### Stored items
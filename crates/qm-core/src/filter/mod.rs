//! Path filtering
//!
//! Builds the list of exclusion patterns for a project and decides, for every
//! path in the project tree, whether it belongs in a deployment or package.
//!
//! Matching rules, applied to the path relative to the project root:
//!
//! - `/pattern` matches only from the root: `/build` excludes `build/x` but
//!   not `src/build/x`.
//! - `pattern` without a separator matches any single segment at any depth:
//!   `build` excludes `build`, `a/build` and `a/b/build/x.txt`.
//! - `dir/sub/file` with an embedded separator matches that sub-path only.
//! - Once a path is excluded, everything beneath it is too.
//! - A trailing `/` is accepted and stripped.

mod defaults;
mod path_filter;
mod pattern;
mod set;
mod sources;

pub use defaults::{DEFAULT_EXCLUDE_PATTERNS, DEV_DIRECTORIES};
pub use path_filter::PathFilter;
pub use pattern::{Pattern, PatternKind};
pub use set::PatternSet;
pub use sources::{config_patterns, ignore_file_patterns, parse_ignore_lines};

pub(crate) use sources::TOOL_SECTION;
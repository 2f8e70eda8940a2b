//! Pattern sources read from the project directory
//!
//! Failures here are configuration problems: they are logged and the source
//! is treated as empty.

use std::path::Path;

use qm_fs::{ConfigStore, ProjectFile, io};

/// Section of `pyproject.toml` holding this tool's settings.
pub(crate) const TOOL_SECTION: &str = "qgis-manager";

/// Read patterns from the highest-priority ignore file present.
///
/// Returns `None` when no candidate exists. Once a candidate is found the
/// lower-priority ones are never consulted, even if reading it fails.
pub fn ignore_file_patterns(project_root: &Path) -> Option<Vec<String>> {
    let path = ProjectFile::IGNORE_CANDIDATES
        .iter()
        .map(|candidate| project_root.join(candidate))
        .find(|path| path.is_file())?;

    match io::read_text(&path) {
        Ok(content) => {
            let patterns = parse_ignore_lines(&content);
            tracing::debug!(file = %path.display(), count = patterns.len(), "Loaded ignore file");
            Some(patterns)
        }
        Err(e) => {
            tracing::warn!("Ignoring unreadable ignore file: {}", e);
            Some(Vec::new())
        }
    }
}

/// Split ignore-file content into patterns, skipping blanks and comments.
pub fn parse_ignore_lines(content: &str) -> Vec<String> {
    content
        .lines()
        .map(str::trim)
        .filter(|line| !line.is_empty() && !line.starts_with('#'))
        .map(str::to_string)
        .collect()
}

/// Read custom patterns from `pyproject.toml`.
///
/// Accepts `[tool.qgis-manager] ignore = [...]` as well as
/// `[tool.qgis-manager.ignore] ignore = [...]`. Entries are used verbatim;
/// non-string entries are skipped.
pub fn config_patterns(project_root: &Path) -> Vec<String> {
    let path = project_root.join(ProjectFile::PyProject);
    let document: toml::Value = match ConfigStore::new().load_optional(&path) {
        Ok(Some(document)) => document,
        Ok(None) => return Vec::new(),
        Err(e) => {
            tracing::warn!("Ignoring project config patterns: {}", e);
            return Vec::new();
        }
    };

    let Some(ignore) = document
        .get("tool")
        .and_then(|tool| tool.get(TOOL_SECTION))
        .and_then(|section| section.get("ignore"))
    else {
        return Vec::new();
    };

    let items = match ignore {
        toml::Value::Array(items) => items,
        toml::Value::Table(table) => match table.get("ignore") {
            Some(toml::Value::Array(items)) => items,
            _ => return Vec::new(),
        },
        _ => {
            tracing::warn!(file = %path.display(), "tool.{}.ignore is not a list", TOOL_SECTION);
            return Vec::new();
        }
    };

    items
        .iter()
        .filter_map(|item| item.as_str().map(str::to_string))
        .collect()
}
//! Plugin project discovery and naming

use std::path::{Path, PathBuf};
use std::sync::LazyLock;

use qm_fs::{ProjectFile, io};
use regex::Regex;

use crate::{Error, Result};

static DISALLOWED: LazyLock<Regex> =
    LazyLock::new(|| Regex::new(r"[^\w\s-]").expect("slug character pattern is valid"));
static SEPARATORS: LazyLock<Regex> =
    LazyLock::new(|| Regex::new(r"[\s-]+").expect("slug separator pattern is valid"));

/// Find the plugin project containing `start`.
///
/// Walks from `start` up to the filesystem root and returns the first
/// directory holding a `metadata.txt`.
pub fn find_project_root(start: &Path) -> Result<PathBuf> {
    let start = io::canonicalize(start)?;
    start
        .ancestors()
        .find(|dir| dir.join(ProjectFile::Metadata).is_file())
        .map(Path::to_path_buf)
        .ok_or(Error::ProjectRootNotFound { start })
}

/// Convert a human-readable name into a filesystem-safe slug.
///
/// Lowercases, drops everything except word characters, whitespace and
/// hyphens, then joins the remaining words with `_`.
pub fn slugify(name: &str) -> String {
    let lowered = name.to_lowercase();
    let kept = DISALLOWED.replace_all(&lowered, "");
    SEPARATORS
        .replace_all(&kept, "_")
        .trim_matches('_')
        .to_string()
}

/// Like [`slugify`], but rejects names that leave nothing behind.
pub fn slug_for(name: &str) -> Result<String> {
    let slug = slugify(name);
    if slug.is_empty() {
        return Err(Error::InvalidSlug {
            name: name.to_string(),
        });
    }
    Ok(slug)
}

* * *

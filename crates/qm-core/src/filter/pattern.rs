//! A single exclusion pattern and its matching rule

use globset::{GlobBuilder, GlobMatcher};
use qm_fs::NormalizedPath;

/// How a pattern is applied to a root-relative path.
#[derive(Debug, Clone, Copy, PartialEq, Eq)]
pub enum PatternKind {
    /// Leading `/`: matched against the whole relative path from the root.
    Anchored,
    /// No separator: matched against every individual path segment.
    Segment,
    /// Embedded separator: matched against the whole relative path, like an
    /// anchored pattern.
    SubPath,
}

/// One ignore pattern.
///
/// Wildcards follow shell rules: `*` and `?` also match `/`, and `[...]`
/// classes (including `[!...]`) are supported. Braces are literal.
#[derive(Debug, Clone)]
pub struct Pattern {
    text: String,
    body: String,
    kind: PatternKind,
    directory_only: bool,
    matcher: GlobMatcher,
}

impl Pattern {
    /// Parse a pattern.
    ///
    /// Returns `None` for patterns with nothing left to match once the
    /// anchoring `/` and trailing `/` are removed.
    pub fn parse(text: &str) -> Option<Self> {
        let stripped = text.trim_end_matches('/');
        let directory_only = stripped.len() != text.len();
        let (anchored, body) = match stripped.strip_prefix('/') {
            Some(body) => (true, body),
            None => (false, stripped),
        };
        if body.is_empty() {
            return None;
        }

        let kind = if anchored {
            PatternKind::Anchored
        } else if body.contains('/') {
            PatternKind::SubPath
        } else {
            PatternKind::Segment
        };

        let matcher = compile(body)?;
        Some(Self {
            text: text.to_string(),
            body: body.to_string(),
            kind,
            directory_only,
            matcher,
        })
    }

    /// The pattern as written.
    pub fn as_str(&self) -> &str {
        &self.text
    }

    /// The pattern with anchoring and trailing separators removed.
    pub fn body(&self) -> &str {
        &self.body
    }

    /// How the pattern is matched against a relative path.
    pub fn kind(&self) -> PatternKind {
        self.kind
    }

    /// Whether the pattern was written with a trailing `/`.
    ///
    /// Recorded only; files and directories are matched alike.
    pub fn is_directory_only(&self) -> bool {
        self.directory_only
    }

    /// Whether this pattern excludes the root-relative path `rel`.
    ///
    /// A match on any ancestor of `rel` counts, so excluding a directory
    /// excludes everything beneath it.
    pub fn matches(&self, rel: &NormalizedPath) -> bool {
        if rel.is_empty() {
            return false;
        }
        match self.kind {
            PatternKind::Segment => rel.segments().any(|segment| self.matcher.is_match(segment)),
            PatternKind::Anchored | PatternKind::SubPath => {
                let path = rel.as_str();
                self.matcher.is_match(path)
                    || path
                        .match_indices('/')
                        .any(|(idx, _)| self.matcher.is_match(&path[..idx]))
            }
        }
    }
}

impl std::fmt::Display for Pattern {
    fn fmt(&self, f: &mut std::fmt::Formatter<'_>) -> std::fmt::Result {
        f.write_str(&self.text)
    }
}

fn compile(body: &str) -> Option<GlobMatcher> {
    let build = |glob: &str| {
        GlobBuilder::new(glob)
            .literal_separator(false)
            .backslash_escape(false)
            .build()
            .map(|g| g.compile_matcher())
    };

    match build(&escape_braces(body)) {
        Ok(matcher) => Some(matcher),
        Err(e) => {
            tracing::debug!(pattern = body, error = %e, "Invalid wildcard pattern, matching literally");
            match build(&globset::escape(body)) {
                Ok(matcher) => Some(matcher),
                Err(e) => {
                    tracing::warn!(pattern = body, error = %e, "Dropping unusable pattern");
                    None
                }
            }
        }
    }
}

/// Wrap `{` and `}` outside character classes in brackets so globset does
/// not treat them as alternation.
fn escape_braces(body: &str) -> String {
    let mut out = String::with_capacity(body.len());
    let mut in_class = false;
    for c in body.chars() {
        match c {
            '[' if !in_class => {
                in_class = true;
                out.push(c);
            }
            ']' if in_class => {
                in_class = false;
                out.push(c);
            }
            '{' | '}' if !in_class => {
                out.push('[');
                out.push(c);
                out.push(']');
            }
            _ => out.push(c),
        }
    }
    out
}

### Task to carry out
Taking the records above, retype every line from the one with "filename crates/qm-core/src/filter/mod.rs" down to the one with "without a separator", exactly and with nothing else.

### Result of the task
filename crates/qm-core/src/filter/mod.rs
//! Path filtering
//!
//! Builds the list of exclusion patterns for a project and decides, for every
//! path in the project tree, whether it belongs in a deployment or package.
//!
//! Matching rules, applied to the path relative to the project root:
//!
//! - `/pattern` matches only from the root: `/build` excludes `build/x` but
//!   not `src/build/x`.
//! - `pattern` without a separator matches any single segment at any depth:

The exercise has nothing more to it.